_DESCRIPTION OF THE TASK_
What you return must be an exact copy of the lines in the listing below between the line holding "past processed events" and the line holding "No routing, no", inclusive, and nothing more.
● ● ● ● ●
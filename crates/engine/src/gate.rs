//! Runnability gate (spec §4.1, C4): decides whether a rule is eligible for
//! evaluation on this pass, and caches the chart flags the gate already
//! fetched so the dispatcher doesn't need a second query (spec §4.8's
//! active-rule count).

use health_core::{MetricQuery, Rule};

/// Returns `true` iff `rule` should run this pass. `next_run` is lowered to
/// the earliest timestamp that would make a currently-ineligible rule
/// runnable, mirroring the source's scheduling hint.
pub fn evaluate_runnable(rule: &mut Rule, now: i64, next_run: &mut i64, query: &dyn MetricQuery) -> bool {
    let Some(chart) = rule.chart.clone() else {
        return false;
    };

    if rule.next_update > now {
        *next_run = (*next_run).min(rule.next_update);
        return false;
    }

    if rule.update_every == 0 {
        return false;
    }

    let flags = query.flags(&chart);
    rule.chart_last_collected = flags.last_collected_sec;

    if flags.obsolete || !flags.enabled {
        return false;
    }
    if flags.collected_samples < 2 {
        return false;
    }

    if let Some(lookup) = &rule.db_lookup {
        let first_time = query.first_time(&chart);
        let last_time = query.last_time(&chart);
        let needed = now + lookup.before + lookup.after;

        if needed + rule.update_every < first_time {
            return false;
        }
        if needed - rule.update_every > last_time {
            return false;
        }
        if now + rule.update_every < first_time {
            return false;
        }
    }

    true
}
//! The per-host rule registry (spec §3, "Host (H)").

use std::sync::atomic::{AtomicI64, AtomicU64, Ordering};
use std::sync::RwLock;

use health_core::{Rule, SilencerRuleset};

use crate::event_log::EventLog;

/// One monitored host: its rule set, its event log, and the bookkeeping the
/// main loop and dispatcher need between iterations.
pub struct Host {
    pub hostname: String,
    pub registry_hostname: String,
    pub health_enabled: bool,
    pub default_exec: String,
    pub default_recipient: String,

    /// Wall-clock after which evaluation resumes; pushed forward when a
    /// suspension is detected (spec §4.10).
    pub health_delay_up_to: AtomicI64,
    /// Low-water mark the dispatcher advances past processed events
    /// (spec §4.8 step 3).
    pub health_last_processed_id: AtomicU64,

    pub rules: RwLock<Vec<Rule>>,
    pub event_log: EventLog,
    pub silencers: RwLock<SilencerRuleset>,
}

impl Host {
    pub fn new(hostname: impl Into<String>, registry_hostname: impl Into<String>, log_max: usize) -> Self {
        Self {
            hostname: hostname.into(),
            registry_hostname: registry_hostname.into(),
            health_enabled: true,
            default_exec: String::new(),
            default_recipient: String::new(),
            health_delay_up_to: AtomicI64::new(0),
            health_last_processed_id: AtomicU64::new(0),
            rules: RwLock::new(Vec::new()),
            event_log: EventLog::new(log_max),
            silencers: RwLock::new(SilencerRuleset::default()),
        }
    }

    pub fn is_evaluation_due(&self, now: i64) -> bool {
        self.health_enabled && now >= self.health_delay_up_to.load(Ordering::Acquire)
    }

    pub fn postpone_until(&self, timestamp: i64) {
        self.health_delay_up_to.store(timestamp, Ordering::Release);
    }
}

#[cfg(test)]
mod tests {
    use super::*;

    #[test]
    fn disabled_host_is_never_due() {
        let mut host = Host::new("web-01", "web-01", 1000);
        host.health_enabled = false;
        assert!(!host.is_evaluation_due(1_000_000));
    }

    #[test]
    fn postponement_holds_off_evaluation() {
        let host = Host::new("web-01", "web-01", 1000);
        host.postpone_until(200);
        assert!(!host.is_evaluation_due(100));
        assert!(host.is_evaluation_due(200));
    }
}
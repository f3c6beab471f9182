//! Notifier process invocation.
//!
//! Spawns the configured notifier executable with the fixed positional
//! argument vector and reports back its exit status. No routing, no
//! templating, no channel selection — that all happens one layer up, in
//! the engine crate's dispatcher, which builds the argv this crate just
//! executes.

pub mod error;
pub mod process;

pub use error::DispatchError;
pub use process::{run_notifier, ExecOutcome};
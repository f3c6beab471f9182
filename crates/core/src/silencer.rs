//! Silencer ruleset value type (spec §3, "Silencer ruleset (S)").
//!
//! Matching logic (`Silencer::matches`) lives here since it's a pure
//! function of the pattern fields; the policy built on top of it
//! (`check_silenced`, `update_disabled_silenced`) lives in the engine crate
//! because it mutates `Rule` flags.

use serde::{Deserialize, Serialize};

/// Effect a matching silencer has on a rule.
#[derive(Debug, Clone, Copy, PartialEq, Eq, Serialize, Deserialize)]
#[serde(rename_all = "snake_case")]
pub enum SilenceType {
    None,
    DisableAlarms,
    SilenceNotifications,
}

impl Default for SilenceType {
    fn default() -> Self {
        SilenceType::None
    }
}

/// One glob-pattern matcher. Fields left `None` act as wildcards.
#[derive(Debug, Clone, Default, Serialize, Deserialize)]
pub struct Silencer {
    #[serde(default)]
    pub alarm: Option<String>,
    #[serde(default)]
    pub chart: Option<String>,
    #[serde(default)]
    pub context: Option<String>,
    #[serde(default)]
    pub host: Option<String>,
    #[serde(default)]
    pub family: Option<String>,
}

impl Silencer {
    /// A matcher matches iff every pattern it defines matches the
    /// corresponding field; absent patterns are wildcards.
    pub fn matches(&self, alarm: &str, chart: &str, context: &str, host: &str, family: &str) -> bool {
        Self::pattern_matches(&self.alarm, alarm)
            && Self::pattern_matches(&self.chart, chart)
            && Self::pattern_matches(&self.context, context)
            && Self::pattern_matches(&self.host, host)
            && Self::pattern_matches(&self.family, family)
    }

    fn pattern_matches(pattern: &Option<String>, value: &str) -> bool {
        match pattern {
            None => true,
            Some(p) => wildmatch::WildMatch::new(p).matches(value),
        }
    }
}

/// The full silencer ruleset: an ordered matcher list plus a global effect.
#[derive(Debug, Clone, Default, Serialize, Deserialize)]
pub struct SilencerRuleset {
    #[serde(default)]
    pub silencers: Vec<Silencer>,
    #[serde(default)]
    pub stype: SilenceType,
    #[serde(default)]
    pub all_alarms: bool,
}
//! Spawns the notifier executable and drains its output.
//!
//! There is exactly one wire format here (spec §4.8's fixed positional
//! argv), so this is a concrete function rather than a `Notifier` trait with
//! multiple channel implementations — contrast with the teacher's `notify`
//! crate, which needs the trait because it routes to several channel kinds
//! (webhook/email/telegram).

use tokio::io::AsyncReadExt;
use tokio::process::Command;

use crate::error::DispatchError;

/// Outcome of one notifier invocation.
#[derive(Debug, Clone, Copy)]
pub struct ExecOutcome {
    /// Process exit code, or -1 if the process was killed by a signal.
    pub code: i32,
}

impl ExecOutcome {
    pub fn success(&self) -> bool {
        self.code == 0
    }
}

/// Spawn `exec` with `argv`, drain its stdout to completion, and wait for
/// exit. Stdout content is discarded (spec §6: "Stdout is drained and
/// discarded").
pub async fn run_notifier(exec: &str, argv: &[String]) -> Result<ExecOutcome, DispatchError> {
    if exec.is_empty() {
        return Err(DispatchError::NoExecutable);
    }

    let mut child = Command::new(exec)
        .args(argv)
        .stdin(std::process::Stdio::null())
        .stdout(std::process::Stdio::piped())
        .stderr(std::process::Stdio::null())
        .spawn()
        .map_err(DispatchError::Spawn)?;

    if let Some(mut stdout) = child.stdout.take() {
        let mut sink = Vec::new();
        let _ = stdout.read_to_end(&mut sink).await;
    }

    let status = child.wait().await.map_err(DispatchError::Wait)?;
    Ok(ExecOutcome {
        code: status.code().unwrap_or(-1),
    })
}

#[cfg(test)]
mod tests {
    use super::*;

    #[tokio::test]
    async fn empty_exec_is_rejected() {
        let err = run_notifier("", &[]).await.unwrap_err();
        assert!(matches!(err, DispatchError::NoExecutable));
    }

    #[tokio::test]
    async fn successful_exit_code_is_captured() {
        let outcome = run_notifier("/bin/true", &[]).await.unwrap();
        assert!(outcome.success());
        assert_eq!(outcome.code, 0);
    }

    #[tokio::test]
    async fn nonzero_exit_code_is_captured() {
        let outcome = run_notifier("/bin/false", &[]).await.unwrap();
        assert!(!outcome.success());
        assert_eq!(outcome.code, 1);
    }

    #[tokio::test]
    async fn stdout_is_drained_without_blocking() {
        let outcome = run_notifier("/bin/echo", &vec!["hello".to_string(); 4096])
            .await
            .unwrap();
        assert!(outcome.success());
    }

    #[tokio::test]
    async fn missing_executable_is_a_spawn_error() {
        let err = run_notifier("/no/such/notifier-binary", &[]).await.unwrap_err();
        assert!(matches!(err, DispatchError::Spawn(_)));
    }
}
● ● ● ● ●
_ANSWER BOX_
    /// Low-water mark the dispatcher advances past processed events
    /// (spec §4.8 step 3).
    pub health_last_processed_id: AtomicU64,

    pub rules: RwLock<Vec<Rule>>,
    pub event_log: EventLog,
    pub silencers: RwLock<SilencerRuleset>,
}

impl Host {
    pub fn new(hostname: impl Into<String>, registry_hostname: impl Into<String>, log_max: usize) -> Self {
        Self {
            hostname: hostname.into(),
            registry_hostname: registry_hostname.into(),
            health_enabled: true,
            default_exec: String::new(),
            default_recipient: String::new(),
            health_delay_up_to: AtomicI64::new(0),
            health_last_processed_id: AtomicU64::new(0),
            rules: RwLock::new(Vec::new()),
            event_log: EventLog::new(log_max),
            silencers: RwLock::new(SilencerRuleset::default()),
        }
    }

    pub fn is_evaluation_due(&self, now: i64) -> bool {
        self.health_enabled && now >= self.health_delay_up_to.load(Ordering::Acquire)
    }

    pub fn postpone_until(&self, timestamp: i64) {
        self.health_delay_up_to.store(timestamp, Ordering::Release);
    }
}

#[cfg(test)]
mod tests {
    use super::*;

    #[test]
    fn disabled_host_is_never_due() {
        let mut host = Host::new("web-01", "web-01", 1000);
        host.health_enabled = false;
        assert!(!host.is_evaluation_due(1_000_000));
    }

    #[test]
    fn postponement_holds_off_evaluation() {
        let host = Host::new("web-01", "web-01", 1000);
        host.postpone_until(200);
        assert!(!host.is_evaluation_due(100));
        assert!(host.is_evaluation_due(200));
    }
}
repository f3c6beab471f9182
//! Notifier process invocation.
//!
//! Spawns the configured notifier executable with the fixed positional
//! argument vector and reports back its exit status. No routing, no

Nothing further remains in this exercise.